I suggest you post links to the ads so we can see what you are looking at.


----------



## bcall2043 (Dec 11, 2012)

AR1911 said:


> Hartford is a Chinese Bridgeport close.
> Enco could be anything, but if it's their Bridgeport close, it's probably the same machine as the Hartford.
> 
> I'd go by overall condition, and the quality of the DRO setup, plus any tooling.
> ...



I think the Hartford mills were made in Taiwan, at least the 1977 one I have was. It is a very close copy of the Bridgeport. In fact Charley and I moved parts from the Hartford to his Bridgeport when we were getting his going. I was told by a machine maintenance guy when I was looking that the Hartford was a good enough clone that the parts were interchangable for the most part. I have been happy with it.

Don't know anything about the Enco.

Benny
The Orphanage Never Closes


----------



## AR1911 (Dec 11, 2012)

Basically any Asian machine tool made 1990 and earlier is almost certainly Taiwanese. that's a Good Thing (tm)
the Red Chinese were hardly on the radar then.


----------



## Kevin45 (Dec 21, 2012)

AR1911 said:


> Hartford is a Chinese Bridgeport close.
> Enco could be anything, but if it's their Bridgeport close, it's probably the same machine as the Hartford.
> 
> I'd go by overall condition, and the quality of the DRO setup, plus any tooling.
> ...




Iron must be scarce in my area in Ohio. You can't find squat around here for a decent price. I did manage to find a great Lagun that has been very well taken care of, with a readout, for $2300. The guy I got it from also had a round ram Bridgeport, no readout, and in desperate need of paint, but it was oone of the smoothest, tightest, Bridgeports that I have run across. He wanted $1300 for it. I got the Lagun home, hooked it up, kicked the BP idea around in my head for a few days and decided to buy it also. I called him up and it was gone. Not a surprise though.

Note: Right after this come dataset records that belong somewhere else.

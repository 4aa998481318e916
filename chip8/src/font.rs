//! Builtin hexadecimal font.
use crate::constants::FONTSET_DATA_LENGTH;

/// Sprites for the hexadecimal digits 0-F.
///
/// Each glyph is 5 bytes, one byte per row, with the four leftmost
/// bits forming the pixels. Glyphs are packed together.
#[rustfmt::skip]
pub const FONTSET: [u8; FONTSET_DATA_LENGTH] = [
    0xF0, 0x90, 0x90, 0x90, 0xF0, // 0
    0x20, 0x60, 0x20, 0x20, 0x70, // 1
    0xF0, 0x10, 0xF0, 0x80, 0xF0, // 2
    0xF0, 0x10, 0xF0, 0x10, 0xF0, // 3
    0x90, 0x90, 0xF0, 0x10, 0x10, // 4
    0xF0, 0x80, 0xF0, 0x10, 0xF0, // 5
    0xF0, 0x80, 0xF0, 0x90, 0xF0, // 6
    0xF0, 0x10, 0x20, 0x40, 0x40, // 7
    0xF0, 0x90, 0xF0, 0x90, 0xF0, // 8
    0xF0, 0x90, 0xF0, 0x10, 0xF0, // 9
    0xF0, 0x90, 0xF0, 0x90, 0x90, // A
    0xE0, 0x90, 0xE0, 0x90, 0xE0, // B
    0xF0, 0x80, 0x80, 0x80, 0xF0, // C
    0xE0, 0x90, 0x90, 0x90, 0xE0, // D
    0xF0, 0x80, 0xF0, 0x80, 0xF0, // E
    0xF0, 0x80, 0xF0, 0x80, 0x80, // F
];
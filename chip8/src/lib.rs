//! Chip-8 interpreter core.
//!
//! The [`Chip8Vm`](vm::Chip8Vm) owns all machine state and exposes a single
//! stepping function. Windowing, audio playback and program loading are left
//! to the host, which drives the step loop at its own cadence.
mod bytecode;
mod clock;
pub mod constants;
mod cpu;
mod devices;
mod disasm;
mod error;
mod font;
mod vm;

use self::constants::DISPLAY_BUFFER_SIZE;

pub use self::{
    clock::{Clock, Hz},
    devices::{Buzzer, InvalidKeyCode, KeyCode, Silent},
    disasm::{Disassembler, Mnemonic},
    error::{Chip8Error, Chip8Result},
    font::FONTSET,
    vm::{Chip8Conf, Chip8Vm, Flow},
};

/// Read view of the 64x32 display, row-major, one boolean per pixel.
pub type Chip8DisplayBuffer<'a> = &'a [bool; DISPLAY_BUFFER_SIZE];

pub const IMPL_VERSION: &str = env!("CARGO_PKG_VERSION");

pub mod prelude {
    pub use super::{
        clock::{Clock, Hz},
        devices::{Buzzer, KeyCode, Silent},
        disasm::{Disassembler, Mnemonic},
        error::{Chip8Error, Chip8Result},
        vm::{Chip8Conf, Chip8Vm, Flow},
        Chip8DisplayBuffer,
    };
}
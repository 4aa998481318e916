use std::io::{self, Write};

use chip8::Buzzer;

/// Rings the terminal bell.
#[derive(Debug, Default)]
pub struct Bell;

impl Buzzer for Bell {
    fn beep(&mut self) {
        log::trace!("beep");

        let mut stderr = io::stderr();
        if let Err(err) = stderr.write_all(b"\x07").and_then(|_| stderr.flush()) {
            log::trace!("bell: {err}");
        }
    }
}
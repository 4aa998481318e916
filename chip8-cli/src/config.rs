//! Run configuration, loaded from YAML.
use std::fs::File;

use chip8::{constants::DEFAULT_FREQUENCY, prelude::*};
use serde::Deserialize;

use crate::error::CliError;

/// Settings for a headless run.
///
/// ```yaml
/// steps: 600
/// clock_frequency: 60
/// held_keys: [5]
/// bell: true
/// vm:
///   rng_seed: 1234
/// ```
#[derive(Debug, Clone, Deserialize)]
#[serde(default)]
pub struct RunConf {
    /// Number of instructions to execute before stopping.
    pub steps: usize,
    /// Steps per second. Zero runs as fast as possible.
    pub clock_frequency: Hz,
    /// Keys held down for the whole run.
    pub held_keys: Vec<KeyCode>,
    /// Ring the terminal bell while the sound timer runs.
    pub bell: bool,
    pub vm: Chip8Conf,
}

impl Default for RunConf {
    fn default() -> Self {
        Self {
            steps: 600,
            clock_frequency: Hz(DEFAULT_FREQUENCY),
            held_keys: vec![],
            bell: false,
            vm: Chip8Conf::default(),
        }
    }
}

impl RunConf {
    pub fn from_file(filepath: &str) -> Result<Self, CliError> {
        let file = File::open(filepath)?;
        let conf: RunConf = serde_yaml::from_reader(file)?;
        log::debug!("loaded run config: {conf:#?}");
        Ok(conf)
    }

    /// Keyboard state with the held keys pressed.
    pub fn key_state(&self) -> [bool; 16] {
        let mut keys = [false; 16];
        for key in &self.held_keys {
            keys[key.as_u8() as usize] = true;
        }
        keys
    }
}
//! Key-value storage behind the chain and the utxo index.
//!
//! Both live in one store, separated by key prefix, so a block and the index
//! delta it causes can be written in a single atomic batch.

use crate::error::Result;
use log::debug;
use std::path::Path;

#[derive(Debug, Clone, PartialEq, Eq)]
pub enum BatchOp {
    Insert { key: Vec<u8>, value: Vec<u8> },
    Remove { key: Vec<u8> },
}

/// Ordered set of writes applied atomically by [`KvStore::apply`].
#[derive(Debug, Clone, Default, PartialEq, Eq)]
pub struct WriteBatch {
    ops: Vec<BatchOp>,
}

impl WriteBatch {
    pub fn insert(&mut self, key: Vec<u8>, value: Vec<u8>) {
        self.ops.push(BatchOp::Insert { key, value });
    }

    pub fn remove(&mut self, key: Vec<u8>) {
        self.ops.push(BatchOp::Remove { key });
    }

    pub fn len(&self) -> usize {
        self.ops.len()
    }

    pub fn is_empty(&self) -> bool {
        self.ops.is_empty()
    }
}

pub trait KvStore {
    fn get(&self, key: &[u8]) -> Result<Option<Vec<u8>>>;

    /// All pairs whose key starts with `prefix`, in key order.
    fn scan_prefix(&self, prefix: &[u8]) -> Result<Vec<(Vec<u8>, Vec<u8>)>>;

    /// At most `limit` keys starting with `prefix`, values are not read.
    fn scan_prefix_keys(&self, prefix: &[u8], limit: usize) -> Result<Vec<Vec<u8>>>;

    /// Applies every op of `batch` or none of them.
    fn apply(&self, batch: WriteBatch) -> Result<()>;

    fn flush(&self) -> Result<()>;

    fn insert(&self, key: Vec<u8>, value: Vec<u8>) -> Result<()> {
        let mut batch = WriteBatch::default();
        batch.insert(key, value);
        self.apply(batch)
    }
}

/// Production store on top of a sled database.
#[derive(Debug, Clone)]
pub struct SledStore {
    db: sled::Db,
}

impl SledStore {
    pub fn open<P: AsRef<Path>>(path: P) -> Result<Self> {
        let db = sled::open(path)?;
        Ok(SledStore { db })
    }

    pub fn from_db(db: sled::Db) -> Self {
        SledStore { db }
    }
}

impl KvStore for SledStore {
    fn get(&self, key: &[u8]) -> Result<Option<Vec<u8>>> {
        Ok(self.db.get(key)?.map(|v| v.to_vec()))
    }

    fn scan_prefix(&self, prefix: &[u8]) -> Result<Vec<(Vec<u8>, Vec<u8>)>> {
        let mut pairs = Vec::new();
        for kv in self.db.scan_prefix(prefix) {
            let (key, value) = kv?;
            pairs.push((key.to_vec(), value.to_vec()));
        }
        Ok(pairs)
    }

    fn scan_prefix_keys(&self, prefix: &[u8], limit: usize) -> Result<Vec<Vec<u8>>> {
        let mut keys = Vec::new();
        for key in self.db.scan_prefix(prefix).keys().take(limit) {
            keys.push(key?.to_vec());
        }
        Ok(keys)
    }

    fn apply(&self, batch: WriteBatch) -> Result<()> {
        debug!("Applying batch of {} ops", batch.len());
        let mut sled_batch = sled::Batch::default();
        for op in batch.ops {
            match op {
                BatchOp::Insert { key, value } => sled_batch.insert(key, value),
                BatchOp::Remove { key } => sled_batch.remove(key),
            }
        }
        self.db.apply_batch(sled_batch)?;
        Ok(())
    }

    fn flush(&self) -> Result<()> {
        self.db.flush()?;
        Ok(())
    }
}

#[cfg(test)]
pub use memory::MemoryStore;
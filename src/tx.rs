use crate::error::Result;
use crate::wallets::{address_to_pub_key_hash, hash_pub_key};
use serde::{Deserialize, Serialize};
use std::collections::BTreeMap;

/// TXInput spends one output of an earlier transaction.
///
/// For a coinbase input `txid` is empty, `vout` is `-1`, `signature` is empty and
/// `pub_key` holds free-form reward data instead of a key.
#[derive(Serialize, Deserialize, Debug, Clone, PartialEq, Eq)]
pub struct TXInput {
    pub txid: String,
    pub vout: i32,
    pub signature: Vec<u8>,
    pub pub_key: Vec<u8>,
}

/// TXOutput locks `value` to a public key hash. It is spent whole or not at all.
#[derive(Serialize, Deserialize, Debug, Clone, PartialEq, Eq)]
pub struct TXOutput {
    pub value: i32,
    pub pub_key_hash: Vec<u8>,
}

/// Outputs of one transaction that are still unspent, keyed by their index in
/// that transaction.
#[derive(Serialize, Deserialize, Debug, Clone, Default, PartialEq, Eq)]
pub struct TXOutputs {
    pub outputs: BTreeMap<i32, TXOutput>,
}

impl TXInput {
    /// Whether this input's key hashes to `pub_key_hash`.
    pub fn uses_key(&self, pub_key_hash: &[u8]) -> bool {
        hash_pub_key(&self.pub_key) == pub_key_hash
    }
}

impl TXOutput {
    pub fn new(value: i32, address: &str) -> Result<Self> {
        let mut txo = TXOutput {
            value,
            pub_key_hash: Vec::new(),
        };
        txo.lock(address)?;
        Ok(txo)
    }

    pub fn locked_to(value: i32, pub_key_hash: &[u8]) -> Self {
        TXOutput {
            value,
            pub_key_hash: pub_key_hash.to_vec(),
        }
    }

    fn lock(&mut self, address: &str) -> Result<()> {
        self.pub_key_hash = address_to_pub_key_hash(address)?;
        Ok(())
    }

    pub fn is_locked_with_key(&self, pub_key_hash: &[u8]) -> bool {
        self.pub_key_hash == pub_key_hash
    }
}

impl TXOutputs {
    /// All outputs of a transaction, none spent yet.
    pub fn from_outputs(outputs: &[TXOutput]) -> Self {
        TXOutputs {
            outputs: outputs
                .iter()
                .cloned()
                .enumerate()
                .map(|(idx, out)| (idx as i32, out))
                .collect(),
        }
    }

    pub fn is_empty(&self) -> bool {
        self.outputs.is_empty()
    }
}

#[cfg(test)]
mod tests {
    use super::*;
    use crate::wallets::Wallet;

    #[test]
    fn test_output_locking() {
        let wallet = Wallet::new().unwrap();
        let hash = hash_pub_key(&wallet.public_key);
        let out = TXOutput::new(7, &wallet.get_address().unwrap()).unwrap();
        assert!(out.is_locked_with_key(&hash));
        assert!(!out.is_locked_with_key(b"someone else"));
        assert_eq!(out, TXOutput::locked_to(7, &hash));
    }

    #[test]
    fn test_output_to_bad_address() {
        assert!(TXOutput::new(7, "bogus").is_err());
    }

    #[test]
    fn test_input_uses_key() {
        let wallet = Wallet::new().unwrap();
        let input = TXInput {
            txid: "ab".to_string(),
            vout: 0,
            signature: Vec::new(),
            pub_key: wallet.public_key.clone(),
        };
        assert!(input.uses_key(&hash_pub_key(&wallet.public_key)));
        assert!(!input.uses_key(&[0u8; 20]));
    }

    #[test]
    fn test_outputs_keep_original_indices() {
        let outs = vec![TXOutput::locked_to(1, b"a"), TXOutput::locked_to(2, b"b")];
        let mut indexed = TXOutputs::from_outputs(&outs);
        indexed.outputs.remove(&0);
        assert_eq!(indexed.outputs.get(&1), Some(&outs[1]));
        assert!(!indexed.is_empty());
    }
}
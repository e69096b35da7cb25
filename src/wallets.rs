//! Keys, addresses and the locking/unlocking primitive.
//!
//! Keys are Ed25519. Encoded sizes are fixed by the curve, so a signature is
//! always `R || S` with 32 bytes each and anything else is rejected outright.

use crate::error::{LedgerError, Result};
use crate::store::KvStore;
use bitcoincash_addr::{Address, HashType, Scheme};
use crypto::digest::Digest as _;
use crypto::ed25519;
use crypto::ripemd160::Ripemd160;
use failure::format_err;
use log::{debug, info};
use rand::{OsRng, Rng};
use serde::{Deserialize, Serialize};
use sha2::{Digest, Sha256};
use std::collections::HashMap;

pub const PUBLIC_KEY_LEN: usize = 32;
pub const SECRET_KEY_LEN: usize = 64;
pub const SIGNATURE_COMPONENT_LEN: usize = 32;
pub const SIGNATURE_LEN: usize = 2 * SIGNATURE_COMPONENT_LEN;

const WALLET_PREFIX: &[u8] = b"wallet-";

#[derive(Serialize, Deserialize, Debug, Clone, PartialEq)]
pub struct Wallet {
    pub secret_key: Vec<u8>,
    pub public_key: Vec<u8>,
}

impl Wallet {
    pub fn new() -> Result<Self> {
        let mut seed = [0u8; 32];
        OsRng::new()?.fill_bytes(&mut seed);
        let (secret_key, public_key) = ed25519::keypair(&seed);
        Ok(Wallet {
            secret_key: secret_key.to_vec(),
            public_key: public_key.to_vec(),
        })
    }

    pub fn get_address(&self) -> Result<String> {
        address_from_pub_key_hash(&hash_pub_key(&self.public_key))
    }
}

/// RIPEMD160(SHA256(public key)), the locking hash outputs are locked to.
pub fn hash_pub_key(pub_key: &[u8]) -> Vec<u8> {
    let sha = Sha256::digest(pub_key);
    let mut hasher = Ripemd160::new();
    hasher.input(sha.as_slice());
    let mut out = vec![0u8; 20];
    hasher.result(&mut out);
    out
}

pub fn address_from_pub_key_hash(pub_key_hash: &[u8]) -> Result<String> {
    let address = Address {
        body: pub_key_hash.to_vec(),
        scheme: Scheme::Base58,
        hash_type: HashType::Script,
        ..Default::default()
    };
    address
        .encode()
        .map_err(|e| format_err!("cannot encode address: {:?}", e))
}

/// Decodes an address and strips its version byte and checksum.
pub fn address_to_pub_key_hash(address: &str) -> Result<Vec<u8>> {
    match Address::decode(address) {
        Ok(addr) => Ok(addr.body),
        Err(e) => {
            debug!("address {} rejected: {:?}", address, e);
            Err(LedgerError::InvalidAddress(address.to_string()).into())
        }
    }
}

pub fn validate_address(address: &str) -> bool {
    address_to_pub_key_hash(address).is_ok()
}

fn check_len(actual: usize, expected: usize) -> Result<()> {
    if actual != expected {
        return Err(LedgerError::MalformedKey { expected, actual }.into());
    }
    Ok(())
}

/// Splits a signature into its two fixed-width components.
pub fn signature_components(signature: &[u8]) -> Result<(&[u8], &[u8])> {
    if signature.len() != SIGNATURE_LEN {
        return Err(LedgerError::MalformedSignature {
            expected: SIGNATURE_LEN,
            actual: signature.len(),
        }
        .into());
    }
    Ok(signature.split_at(SIGNATURE_COMPONENT_LEN))
}

pub fn sign_digest(secret_key: &[u8], digest: &[u8]) -> Result<Vec<u8>> {
    check_len(secret_key.len(), SECRET_KEY_LEN)?;
    Ok(ed25519::signature(digest, secret_key).to_vec())
}

/// Checks `signature` over `digest`. Lengths are validated first; a well-formed
/// signature that does not match is `Ok(false)`.
pub fn verify_digest(public_key: &[u8], digest: &[u8], signature: &[u8]) -> Result<bool> {
    check_len(public_key.len(), PUBLIC_KEY_LEN)?;
    signature_components(signature)?;
    Ok(ed25519::verify(digest, public_key, signature))
}

pub struct Wallets<S: KvStore> {
    wallets: HashMap<String, Wallet>,
    store: S,
}

impl<S: KvStore> Wallets<S> {
    pub fn open(store: S) -> Result<Self> {
        let mut wallets = HashMap::new();
        for (key, value) in store.scan_prefix(WALLET_PREFIX)? {
            let address = String::from_utf8(key[WALLET_PREFIX.len()..].to_vec())?;
            let wallet: Wallet = bincode::deserialize(&value)?;
            wallets.insert(address, wallet);
        }
        debug!("Loaded {} wallets", wallets.len());
        Ok(Wallets { wallets, store })
    }

    pub fn create_wallet(&mut self) -> Result<String> {
        let wallet = Wallet::new()?;
        let address = wallet.get_address()?;
        self.wallets.insert(address.clone(), wallet);
        info!("Created wallet {}", address);
        Ok(address)
    }

    pub fn get_all_addresses(&self) -> Vec<String> {
        let mut addresses: Vec<String> = self.wallets.keys().cloned().collect();
        addresses.sort();
        addresses
    }

    pub fn get_wallet(&self, address: &str) -> Option<&Wallet> {
        self.wallets.get(address)
    }

    pub fn save_all(&self) -> Result<()> {
        for (address, wallet) in &self.wallets {
            let mut key = WALLET_PREFIX.to_vec();
            key.extend_from_slice(address.as_bytes());
            self.store.insert(key, bincode::serialize(wallet)?)?;
        }
        self.store.flush()?;
        info!("Saved {} wallets", self.wallets.len());
        Ok(())
    }
}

And I looked and looked for a lathe, to no avail. Everybody wanted an arm and a leg for one, so when I retired, I took a little bit of money and bought a 13" x 40" JET Lathe. Not quite what I want, but will do the job.  I purchased the lathe from Tools-Plus. Great people to deal with. Once the lathe was delivered and hooked up, I looked at the final inspection sheet that went with it. Everything was within .001 or less. The first thing I did was chuck up a piece of aluminum in the three jaw. I turned it down then turned the piece around and turned the other end down without moving the compound. I was surprised as all get out. You could not tell that the piece was turned in two operations. Dead on!!!!!  Pretty good for a Chinese lathe.


----------